Lionel Mok is a Hong Kong resident whose work frequently takes him into China. He has a strong interest in Chinese affairs, current, historical and cultural. Pressenza asked Lionel about social media in China and its affect on change, especially looking at it’s effects in the Arab world and other tightly structured and governed regions.

Lionel Mok: “Well, first of all, there’s lots of social media in China – QQ, Wechat etc. The number of users relative to the size of the population is not any lower than in the West. What happens is that social media is not allowed to be used as a rallying instrument for mass movements. And, we all know a lot of these movements around the world are CIA [or its equivalent] sponsored. Just look at Ukraine and how so-called democratic movements can turn into major catastrophes.

“In China YouTube was once permitted but after a while it was used to instigate and organise riots like happened with Tibet so it was banned.

“China is monitoring the media just as the USA government does, but there the comparison ends.

“China does it with the aim of stopping seditious ideas from germinating. It does not want people to get those ideas at all. The monitoring techniques are quite primitive, with websites totally banned when certain words pop up there, and everything that has got to do with politics is banned.

“Whereas the USA does not mind people getting those ideas – they just want to keep monitoring those disruptive elements in society and to make life unpleasant for them by maligning them and terrorising them with trumped up charges. They use technology to encourage dialogue so that they can flush out those disruptive elements in society.

“On the other hand, the Chinese government uses state control to prevent the breeding of disruptive elements.

‘The difference, apart from that of ideology, is of course of resource as well. The US spends billions in surveillance technologies which could give them the edge in many other areas like military technology.

Pressenza: Are you saying social control is justified in China?

“Yes, yes and yes.

“Firstly it is much more threatened by disintegration than the USA or most Western countries.

“Secondly there is the old chestnut that Chinese people are not interested in politics and the government thinks it should be kept that way. Western people find that hard to believe but that’s true. In this age of cynicism towards anything political they may find it easier to comprehend.

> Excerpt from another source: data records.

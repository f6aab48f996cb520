//! In-memory platform with deterministic data, injectable failures and latency.
//!
//! Used by the engine's tests and by hosts that want to exercise the request
//! surface without a device. All state sits in `DashMap`s so the aggregator's
//! concurrent fan-out can read it without locking.

use std::sync::atomic::{AtomicUsize, Ordering};
use std::time::Duration;

use async_trait::async_trait;
use dashmap::DashMap;

use super::{AppCatalog, IconEncoder, PermissionGate, StatsProvider};
use crate::core::usage::{Counters, InstalledApp, Transport};
use crate::core::window::TimeWindow;

/// Ordinary (non-system) application with a launcher entry.
pub fn user_app(package_id: &str, owner_id: i64) -> InstalledApp {
    InstalledApp {
        package_id: package_id.to_string(),
        owner_id,
        display_name: display_name_for(package_id),
        is_system: false,
        is_updated_system: false,
        has_launcher: true,
    }
}

/// Preinstalled system package, optionally exposing a launcher entry.
pub fn system_app(package_id: &str, owner_id: i64, has_launcher: bool) -> InstalledApp {
    InstalledApp {
        package_id: package_id.to_string(),
        owner_id,
        display_name: display_name_for(package_id),
        is_system: true,
        is_updated_system: false,
        has_launcher,
    }
}

/// Last dotted segment, capitalized: `com.example.maps` → `Maps`.
fn display_name_for(package_id: &str) -> String {
    let last = package_id.rsplit('.').next().unwrap_or(package_id);
    let mut chars = last.chars();
    match chars.next() {
        Some(first) => first.to_uppercase().chain(chars).collect(),
        None => String::new(),
    }
}

/// Stats provider backed by fixed per-owner buckets and per-transport summaries.
#[derive(Default)]
pub struct FixtureStatsProvider {
    buckets: DashMap<(Transport, i64), Vec<Counters>>,
    summaries: DashMap<Transport, Counters>,
    failing_owners: DashMap<i64, String>,
    failing_summaries: DashMap<Transport, String>,
    latency: DashMap<i64, Duration>,
    entity_calls: DashMap<i64, usize>,
    summary_subscribers: DashMap<Transport, Option<String>>,
}

impl FixtureStatsProvider {
    pub fn new() -> Self {
        Self::default()
    }

    /// Append one bucket for `owner_id` on `transport`.
    pub fn with_bucket(self, owner_id: i64, transport: Transport, counters: Counters) -> Self {
        self.buckets
            .entry((transport, owner_id))
            .or_default()
            .push(counters);
        self
    }

    pub fn with_summary(self, transport: Transport, counters: Counters) -> Self {
        self.summaries.insert(transport, counters);
        self
    }

    /// Every detail query for `owner_id` fails with `message`.
    pub fn failing_owner(self, owner_id: i64, message: &str) -> Self {
        self.failing_owners.insert(owner_id, message.to_string());
        self
    }

    pub fn failing_summary(self, transport: Transport, message: &str) -> Self {
        self.failing_summaries.insert(transport, message.to_string());
        self
    }

    /// Detail queries for `owner_id` sleep for `delay` before answering.
    pub fn with_latency(self, owner_id: i64, delay: Duration) -> Self {
        self.latency.insert(owner_id, delay);
        self
    }

    /// Number of detail queries issued for `owner_id`, across transports.
    pub fn entity_calls(&self, owner_id: i64) -> usize {
        self.entity_calls.get(&owner_id).map(|c| *c).unwrap_or(0)
    }

    pub fn total_entity_calls(&self) -> usize {
        self.entity_calls.iter().map(|e| *e.value()).sum()
    }

    /// Subscriber id passed to the last summary query on `transport`, if any was issued.
    pub fn summary_subscriber(&self, transport: Transport) -> Option<Option<String>> {
        self.summary_subscribers.get(&transport).map(|s| s.value().clone())
    }
}

#[async_trait]
impl StatsProvider for FixtureStatsProvider {
    async fn query_entity(
        &self,
        transport: Transport,
        _subscriber_id: Option<&str>,
        _window: TimeWindow,
        owner_id: i64,
    ) -> anyhow::Result<Vec<Counters>> {
        *self.entity_calls.entry(owner_id).or_insert(0) += 1;

        let delay = self.latency.get(&owner_id).map(|d| *d);
        if let Some(delay) = delay {
            tokio::time::sleep(delay).await;
        }

        if let Some(message) = self.failing_owners.get(&owner_id) {
            anyhow::bail!("{} (uid {owner_id}, {transport})", message.value());
        }

        Ok(self
            .buckets
            .get(&(transport, owner_id))
            .map(|b| b.value().clone())
            .unwrap_or_default())
    }

    async fn query_summary(
        &self,
        transport: Transport,
        subscriber_id: Option<&str>,
        _window: TimeWindow,
    ) -> anyhow::Result<Counters> {
        self.summary_subscribers
            .insert(transport, subscriber_id.map(str::to_string));

        if let Some(message) = self.failing_summaries.get(&transport) {
            anyhow::bail!("{} ({transport} summary)", message.value());
        }

        Ok(self
            .summaries
            .get(&transport)
            .map(|c| *c)
            .unwrap_or_default())
    }
}

/// Catalog returning a fixed list, or failing outright.
pub struct FixtureCatalog {
    apps: Vec<InstalledApp>,
    failure: Option<String>,
}

impl FixtureCatalog {
    pub fn new(apps: Vec<InstalledApp>) -> Self {
        Self {
            apps,
            failure: None,
        }
    }

    pub fn failing(message: &str) -> Self {
        Self {
            apps: Vec::new(),
            failure: Some(message.to_string()),
        }
    }
}

#[async_trait]
impl AppCatalog for FixtureCatalog {
    async fn list_installed(&self) -> anyhow::Result<Vec<InstalledApp>> {
        match &self.failure {
            Some(message) => anyhow::bail!("{message}"),
            None => Ok(self.apps.clone()),
        }
    }
}

/// Icon encoder answering from a fixed package → data URI map.
#[derive(Default)]
pub struct FixtureIcons {
    icons: DashMap<String, String>,
    failing: DashMap<String, String>,
    latency: DashMap<String, Duration>,
    calls: DashMap<String, usize>,
}

impl FixtureIcons {
    pub fn new() -> Self {
        Self::default()
    }

    pub fn with_icon(self, package_id: &str, data_uri: &str) -> Self {
        self.icons
            .insert(package_id.to_string(), data_uri.to_string());
        self
    }

    pub fn failing_for(self, package_id: &str, message: &str) -> Self {
        self.failing
            .insert(package_id.to_string(), message.to_string());
        self
    }

    /// Requests for `package_id` sleep for `delay` before answering.
    pub fn with_latency(self, package_id: &str, delay: Duration) -> Self {
        self.latency.insert(package_id.to_string(), delay);
        self
    }

    pub fn calls(&self, package_id: &str) -> usize {
        self.calls.get(package_id).map(|c| *c).unwrap_or(0)
    }

    pub fn total_calls(&self) -> usize {
        self.calls.iter().map(|e| *e.value()).sum()
    }
}

#[async_trait]
impl IconEncoder for FixtureIcons {
    async fn encode(&self, package_id: &str) -> anyhow::Result<Option<String>> {
        *self.calls.entry(package_id.to_string()).or_insert(0) += 1;

        let delay = self.latency.get(package_id).map(|d| *d);
        if let Some(delay) = delay {
            tokio::time::sleep(delay).await;
        }

        if let Some(message) = self.failing.get(package_id) {
            anyhow::bail!("{}", message.value());
        }
        Ok(self.icons.get(package_id).map(|uri| uri.value().clone()))
    }
}

/// Permission gate with fixed answers.
pub struct FixturePermissions {
    usage_access: bool,
    phone_state: bool,
    mobile_owner_id: Option<String>,
    settings_opened: AtomicUsize,
}

impl FixturePermissions {
    /// Usage access and phone-state access granted, subscriber id resolvable.
    pub fn granted() -> Self {
        Self {
            usage_access: true,
            phone_state: true,
            mobile_owner_id: Some("310260000000000".to_string()),
            settings_opened: AtomicUsize::new(0),
        }
    }

    /// Usage access granted, phone-state access not granted.
    pub fn without_phone_state() -> Self {
        Self {
            phone_state: false,
            mobile_owner_id: None,
            ..Self::granted()
        }
    }

    /// Phone-state access granted but the device exposes no subscriber id.
    pub fn without_subscriber() -> Self {
        Self {
            mobile_owner_id: None,
            ..Self::granted()
        }
    }

    /// Nothing granted.
    pub fn denied() -> Self {
        Self {
            usage_access: false,
            ..Self::without_phone_state()
        }
    }

    pub fn settings_opened(&self) -> usize {
        self.settings_opened.load(Ordering::Relaxed)
    }
}

impl PermissionGate for FixturePermissions {
    fn has_usage_access(&self) -> bool {
        self.usage_access
    }

    fn has_phone_state_access(&self) -> bool {
        self.phone_state
    }

    fn resolve_mobile_owner_id(&self) -> Option<String> {
        if self.phone_state {
            self.mobile_owner_id.clone()
        } else {
            None
        }
    }

    fn open_usage_access_settings(&self) -> anyhow::Result<()> {
        self.settings_opened.fetch_add(1, Ordering::Relaxed);
        Ok(())
    }
}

“All through history, the common Chinese folk assessed the governments through their ability to maintain stability. Long term stability, the Chinese have observed, always brings about prosperity. It does not matter whether there is always sustained growth. It is enough for them to have a job that pays, even when times sometimes become hard. We as a people understand hard times better – there are times when problems cannot be solved and you simply have to sit it out. Governments are assessed not by results during those times but by their sincerity and efforts made.

“Whereas in the West people need to have higher salaries year on year even if times are hard. And at times things are inevitably hard just as there are years of plenty. And, during those times they want another government and that’s when politicking is done for its own sake and not for the good of the country. This kind of enforced government change is a travesty of democracy. It leads to dishonesty and manipulating of information and also corruption.

“Just to take an example – why should growth takes precedence over unemployment? Why should some people have their salaries increased while other people go without jobs?

“This idea of perpetual growth has never existed in the Chinese mind, and even now only the Westernised urban professionals in China think that way. And, they constitute a tiny minority of the population. In the traditional Chinese mind, which has been shaped by two thousand years of farming, a bad year is not due to a bad government but mostly a bad weather cycle or freak of nature.

“For the rest of the Chinese population their preferences lie elsewhere – just getting a job, getting married, having kids etc., whereas personal fulfillment or advancement is only one of the many elements in the greater scheme of things, more important for some, less for others.

“Therefore it is total bullshit that the legitimacy of the CCP only depends on economic growth. This is Western media at its most absurd. The CCP is never worried about economic growth. It has always shown an ability to grow the economy – even throughout the Cultural Revolution the economy grew at a rate of 4%, and it was mostly the people at the lowest level that benefited during those times.

Therefore, the greatest challenge right now is not the growth rate which is after all only a number. The challenge is the corruption within the party which the CCP is cracking down on with full force. And they do it at the expense of economic growth.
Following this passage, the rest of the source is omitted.